Rewrite the full material exactly; no line may be skipped.

─── Available records ───

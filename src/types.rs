//! Data structures shared by the refresh pipeline.
//!
//! [`Task`] is a snapshot of what the orchestrator reports about one
//! replica.  The pipeline narrows tasks down to [`Candidate`]s, asks each
//! candidate for its public key and turns the answers into
//! [`PeerRecord`]s.  Candidates and peer records only live for a single
//! refresh cycle.

use std::net::IpAddr;

use serde::{Deserialize, Serialize};

/// Lifecycle state of a swarm task, as reported by the Docker Engine.
#[derive(Debug, Clone, Copy, PartialEq, Eq, Serialize, Deserialize)]
#[serde(rename_all = "lowercase")]
pub enum TaskState {
    New,
    Allocated,
    Pending,
    Assigned,
    Accepted,
    Preparing,
    Ready,
    Starting,
    Running,
    Complete,
    Shutdown,
    Failed,
    Rejected,
    Remove,
    Orphaned,
    /// Any state introduced by a newer engine.
    #[serde(other)]
    Unknown,
}

/// Attachment of a task to one network.  `addresses` keep the
/// `ip/prefix` form the engine hands out.
#[derive(Debug, Clone, PartialEq, Eq)]
pub struct NetworkAttachment {
    pub network: String,
    pub addresses: Vec<String>,
}

/// One orchestrator task, treated as an immutable snapshot.
#[derive(Debug, Clone, PartialEq, Eq)]
pub struct Task {
    pub id: String,
    pub desired_state: TaskState,
    pub state: TaskState,
    pub attachments: Vec<NetworkAttachment>,
}

impl Task {
    pub fn is_running(&self) -> bool {
        self.desired_state == TaskState::Running && self.state == TaskState::Running
    }
}

/// A peer address eligible for a key lookup.
#[derive(Debug, Clone, PartialEq, Eq)]
pub struct Candidate {
    pub task_id: String,
    pub ip: IpAddr,
}

/// A candidate that answered with its public key.
#[derive(Debug, Clone, PartialEq, Eq, PartialOrd, Ord)]
pub struct PeerRecord {
    pub ip: IpAddr,
    pub public_key: String,
}
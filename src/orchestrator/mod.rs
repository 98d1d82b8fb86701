use crate::types::Task;
use anyhow::Result;
use async_trait::async_trait;

pub mod swarm;
pub use swarm::SwarmOrchestrator;

#[async_trait]
pub trait Orchestrator: Send + Sync {
    /// List the tasks of the given services whose desired state is
    /// `running`.  Observed state is not filtered here.
    async fn running_tasks(&self, services: &[String]) -> Result<Vec<Task>>;
}
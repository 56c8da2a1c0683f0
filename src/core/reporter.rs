use crate::core::model::{JobId, JobRecord, JobStatus};
use crate::core::store::JobRegistry;
use crate::error::{ServiceError, ServiceResult};
use serde::Serialize;
use std::path::Path;

/// How many log lines a snapshot carries.
pub const LOG_TAIL: usize = 10;

/// Polling view of a job.
#[derive(Debug, Clone, PartialEq, Serialize)]
pub struct ProgressView {
    pub status: JobStatus,
    pub progress: f64,
    pub speed: f64,
    pub eta: u64,
    #[serde(rename = "downloaded")]
    pub downloaded_bytes: u64,
    #[serde(rename = "total")]
    pub total_bytes: u64,
    pub filename: String,
    pub error: Option<String>,
    pub logs: Vec<String>,
}

impl ProgressView {
    pub fn from_record(record: &JobRecord) -> Self {
        let tail_start = record.logs.len().saturating_sub(LOG_TAIL);
        Self {
            status: record.status,
            progress: round2(record.progress),
            speed: record.speed,
            eta: record.eta,
            downloaded_bytes: record.downloaded_bytes,
            total_bytes: record.total_bytes,
            filename: basename(&record.filename),
            error: record.error.clone(),
            logs: record.logs[tail_start..].to_vec(),
        }
    }

    pub fn is_terminal(&self) -> bool {
        self.status.is_terminal()
    }
}

pub async fn snapshot(registry: &JobRegistry, job_id: JobId) -> ServiceResult<ProgressView> {
    registry
        .view(job_id, ProgressView::from_record)
        .await
        .ok_or_else(|| ServiceError::JobNotFound(job_id.to_string()))
}

fn round2(v: f64) -> f64 {
    (v * 100.0).round() / 100.0
}

fn basename(path: &str) -> String {
    if path.is_empty() {
        return String::new();
    }
    Path::new(path)
        .file_name()
        .map(|n| n.to_string_lossy().into_owned())
        .unwrap_or_default()
}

───

#### Result
filename src/types.rs
//! Data structures shared by the refresh pipeline.
//!
//! [`Task`] is a snapshot of what the orchestrator reports about one
//! replica.  The pipeline narrows tasks down to [`Candidate`]s, asks each
//! candidate for its public key and turns the answers into
//! [`PeerRecord`]s.  Candidates and peer records only live for a single
//! refresh cycle.

use std::net::IpAddr;

use serde::{Deserialize, Serialize};

/// Lifecycle state of a swarm task, as reported by the Docker Engine.
#[derive(Debug, Clone, Copy, PartialEq, Eq, Serialize, Deserialize)]
#[serde(rename_all = "lowercase")]
pub enum TaskState {
    New,
    Allocated,
    Pending,
    Assigned,
    Accepted,
    Preparing,
    Ready,
    Starting,
    Running,
    Complete,
    Shutdown,
    Failed,
    Rejected,
    Remove,
    Orphaned,
    /// Any state introduced by a newer engine.
    #[serde(other)]
    Unknown,
}

/// Attachment of a task to one network.  `addresses` keep the
/// `ip/prefix` form the engine hands out.
#[derive(Debug, Clone, PartialEq, Eq)]
pub struct NetworkAttachment {
    pub network: String,
    pub addresses: Vec<String>,
}

/// One orchestrator task, treated as an immutable snapshot.
#[derive(Debug, Clone, PartialEq, Eq)]
pub struct Task {
    pub id: String,
    pub desired_state: TaskState,
    pub state: TaskState,
    pub attachments: Vec<NetworkAttachment>,
}

impl Task {
    pub fn is_running(&self) -> bool {
        self.desired_state == TaskState::Running && self.state == TaskState::Running
    }
}

/// A peer address eligible for a key lookup.
#[derive(Debug, Clone, PartialEq, Eq)]
pub struct Candidate {
    pub task_id: String,
    pub ip: IpAddr,
}

/// A candidate that answered with its public key.
#[derive(Debug, Clone, PartialEq, Eq, PartialOrd, Ord)]
pub struct PeerRecord {
    pub ip: IpAddr,
    pub public_key: String,
}
filename src/orchestrator/mod.rs
repository 98d1d82b8fb86701
use crate::types::Task;
use anyhow::Result;
use async_trait::async_trait;

pub mod swarm;
pub use swarm::SwarmOrchestrator;

#[async_trait]
pub trait Orchestrator: Send + Sync {
    /// List the tasks of the given services whose desired state is
    /// `running`.  Observed state is not filtered here.
    async fn running_tasks(&self, services: &[String]) -> Result<Vec<Task>>;
}
repository 56c8da2a1c0683f0
filename src/core/reporter.rs
use crate::core::model::{JobId, JobRecord, JobStatus};
use crate::core::store::JobRegistry;
use crate::error::{ServiceError, ServiceResult};
use serde::Serialize;
use std::path::Path;

/// How many log lines a snapshot carries.
pub const LOG_TAIL: usize = 10;

/// Polling view of a job.
#[derive(Debug, Clone, PartialEq, Serialize)]
pub struct ProgressView {
    pub status: JobStatus,
    pub progress: f64,
    pub speed: f64,
    pub eta: u64,
    #[serde(rename = "downloaded")]
    pub downloaded_bytes: u64,
    #[serde(rename = "total")]
    pub total_bytes: u64,
    pub filename: String,
    pub error: Option<String>,
    pub logs: Vec<String>,
}

impl ProgressView {
    pub fn from_record(record: &JobRecord) -> Self {
        let tail_start = record.logs.len().saturating_sub(LOG_TAIL);
        Self {
            status: record.status,
            progress: round2(record.progress),
            speed: record.speed,
            eta: record.eta,
            downloaded_bytes: record.downloaded_bytes,
            total_bytes: record.total_bytes,
            filename: basename(&record.filename),
            error: record.error.clone(),
            logs: record.logs[tail_start..].to_vec(),
        }
    }

    pub fn is_terminal(&self) -> bool {
        self.status.is_terminal()
    }
}

pub async fn snapshot(registry: &JobRegistry, job_id: JobId) -> ServiceResult<ProgressView> {
    registry
        .view(job_id, ProgressView::from_record)
        .await
        .ok_or_else(|| ServiceError::JobNotFound(job_id.to_string()))
}

fn round2(v: f64) -> f64 {
    (v * 100.0).round() / 100.0
}

fn basename(path: &str) -> String {
    if path.is_empty() {
        return String::new();
    }
    Path::new(path)
        .file_name()
        .map(|n| n.to_string_lossy().into_owned())
        .unwrap_or_default()
}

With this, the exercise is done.